Extent of whale and dolphin watching
In recent years the Sultanate of Oman has successfully capitalized its impressive natural landscapes and resources to attract tourism from all over the world. Efforts have been made to preserve the country’s culture and heritage whilst increasing tourism infrastructure to cater for a growing number of visitors each year. Similar to other tourism trends in the country, the whale watching industry in Oman started with a single operator in 1998 and rapidly developed to a peak of 16 operators working in the country’s capital, Muscat, in 2014. As of January 2018, the number of operators in Muscat had dropped to approximately 11 operators, but full-time or ad hoc operators have started to offer tours in Musandam, Ras al Hadd, Masirah Island and Dhofar. Most of these operations target coastal dolphins, but one emerging operator is focusing on the unique non-migratory population of humpback whales in the Arabian Sea.
Dolphin watching tours from Muscat typically last for 2 hours, or longer if they are combined with snorkelling or other types of coastal sight-seeing. Vessels used for tours around the country range in size from small, open-decked boats with outboard engines to larger traditional wooden dhows.
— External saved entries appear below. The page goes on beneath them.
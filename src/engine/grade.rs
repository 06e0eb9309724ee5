// ==========================================
// 学生成绩看板 - 等级判定引擎
// ==========================================
// 职责: 由两项分数派生总分与等级
// 输入: 校验通过的录入
// 输出: StudentRecord (total/grade 一次性写入)
// ==========================================

use chrono::Local;
use uuid::Uuid;

use crate::domain::student::{StudentRecord, ValidatedSubmission};
use crate::domain::types::Grade;

/// 由总分判定等级
///
/// 分段（从高到低依次判断,命中即返回）:
/// - [70, 100] → A
/// - [60, 70)  → B
/// - [50, 60)  → C
/// - [40, 50)  → D
/// - 其他      → Fail
///
/// 调用方保证 total 已在 [0, 100] 内
pub fn derive_grade(total: f64) -> Grade {
    match total {
        t if (70.0..=100.0).contains(&t) => Grade::A,
        t if (60.0..70.0).contains(&t) => Grade::B,
        t if (50.0..60.0).contains(&t) => Grade::C,
        t if (40.0..50.0).contains(&t) => Grade::D,
        _ => Grade::Fail,
    }
}

/// 总分 = CAT + Exam,等级由总分派生
pub fn score_submission(cat_score: f64, exam_score: f64) -> (f64, Grade) {
    let total = cat_score + exam_score;
    (total, derive_grade(total))
}

// ==========================================
// GradeEngine - 评分引擎
// ==========================================
pub struct GradeEngine {
    // 无状态引擎
}

impl GradeEngine {
    pub fn new() -> Self {
        Self {}
    }

    /// 计算总分与等级
    pub fn score(&self, cat_score: f64, exam_score: f64) -> (f64, Grade) {
        score_submission(cat_score, exam_score)
    }

    /// 生成学生记录
    ///
    /// 分配新的 record_id 与创建时间; total/grade 在此处一次性派生
    pub fn build_record(&self, submission: ValidatedSubmission) -> StudentRecord {
        let (total, grade) = self.score(submission.cat_score(), submission.exam_score());
        let record = StudentRecord::new_scored(
            Uuid::new_v4().to_string(),
            submission,
            total,
            grade,
            Local::now().naive_local(),
        );

        tracing::debug!(
            record_id = record.record_id(),
            total = record.total(),
            grade = %record.grade(),
            "学生记录已评分"
        );

        record
    }
}

impl Default for GradeEngine {
    fn default() -> Self {
        Self::new()
    }
}
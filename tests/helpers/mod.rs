// ==========================================
// 集成测试公共模块
// ==========================================

#![allow(dead_code)]

pub mod test_data_builder;
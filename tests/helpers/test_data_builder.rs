// ==========================================
// 测试数据构建器 - 用于集成测试
// ==========================================

use student_records::domain::student::{RawSubmission, StudentRecord};
use student_records::engine::{GradeEngine, SubmissionValidator};

// ==========================================
// StudentRecord 构建器
// ==========================================

pub struct StudentBuilder {
    name: String,
    reg_no: String,
    cat: String,
    exam: String,
}

impl StudentBuilder {
    pub fn new(name: &str) -> Self {
        Self {
            name: name.to_string(),
            reg_no: format!("REG-{}", name.replace(' ', "-").to_uppercase()),
            cat: "15".to_string(),
            exam: "35".to_string(),
        }
    }

    pub fn reg_no(mut self, reg_no: &str) -> Self {
        self.reg_no = reg_no.to_string();
        self
    }

    pub fn cat(mut self, cat: f64) -> Self {
        self.cat = cat.to_string();
        self
    }

    pub fn exam(mut self, exam: f64) -> Self {
        self.exam = exam.to_string();
        self
    }

    /// 按总分拆分为 CAT/Exam（CAT 优先填满 30）
    pub fn total(self, total: f64) -> Self {
        let cat = total.min(30.0);
        self.cat(cat).exam(total - cat)
    }

    pub fn raw(&self) -> RawSubmission {
        RawSubmission::new(
            self.name.as_str(),
            self.reg_no.as_str(),
            self.cat.as_str(),
            self.exam.as_str(),
        )
    }

    /// 经过校验与评分的完整记录
    pub fn build(self) -> StudentRecord {
        let submission = SubmissionValidator::new()
            .validate(&self.raw())
            .into_result()
            .expect("构建器数据必须合法");
        GradeEngine::new().build_record(submission)
    }
}

/// 按总分批量构建记录（名字为 S0, S1, ...）
pub fn records_with_totals(totals: &[f64]) -> Vec<StudentRecord> {
    totals
        .iter()
        .enumerate()
        .map(|(i, total)| StudentBuilder::new(&format!("S{}", i)).total(*total).build())
        .collect()
}
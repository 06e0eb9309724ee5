// ==========================================
// 学生成绩看板 - 导入模块错误类型
// ==========================================
// 工具: thiserror 派生宏
// ==========================================

use thiserror::Error;

/// 导入模块错误类型
#[derive(Error, Debug)]
pub enum ImportError {
    // ===== 文件相关错误 =====
    #[error("File not found: {0}")]
    FileNotFound(String),

    #[error("Unsupported file format: {0} (only .csv is supported)")]
    UnsupportedFormat(String),

    #[error("Failed to read file: {0}")]
    FileReadError(String),

    #[error("Failed to parse CSV: {0}")]
    CsvParseError(String),

    // ===== 字段映射错误 =====
    #[error("Missing required column: {0}")]
    MissingColumn(String),
}

// 实现 From<std::io::Error>
impl From<std::io::Error> for ImportError {
    fn from(err: std::io::Error) -> Self {
        ImportError::FileReadError(err.to_string())
    }
}

// 实现 From<csv::Error>
impl From<csv::Error> for ImportError {
    fn from(err: csv::Error) -> Self {
        ImportError::CsvParseError(err.to_string())
    }
}

/// Result 类型别名
pub type ImportResult<T> = Result<T, ImportError>;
Target species, peak times of year and locations:
In the Muscat area, spinner dolphins (Stenella longirostris) are targeted year-round. These are often found in mixed groups with common dolphins (Delphinus delphis tropicalis) that form a secondary target in Muscat and Ras al Hadd. Several other species are encountered opportunistically, including common bottlenose dolphins (Tursiops truncatus), Risso’s dolphins (Grampus griseus), Bryde’s whales (Balaenoptera brydei), false killer whales (Pseudorca crassidens), sperm whales (Physeter macrocephalus) and, more rarely, killer whales (Orcinus orca), blue whales (B. musculus) and Arabian Sea humpback whales (Megaptera novaeangliae).
Indo-Pacific humpback dolphins (Sousa plumbea) and Indo-Pacific bottlenose dolphins (Tursiops aduncus) are year-round targets in shallow water inlets of the Musandam peninsula in northern Oman and either or both species are a seasonal (September to May) target along the shores of mainland Dhofar in the south of the country, especially Ras Nuss, Taqa, Salalah and Mughsayl. Arabian Sea humpback whales are opportunistically encountered almost exclusively in Dhofar, and are a target of a small-scale marine tourism business in the Hallaniyat Islands.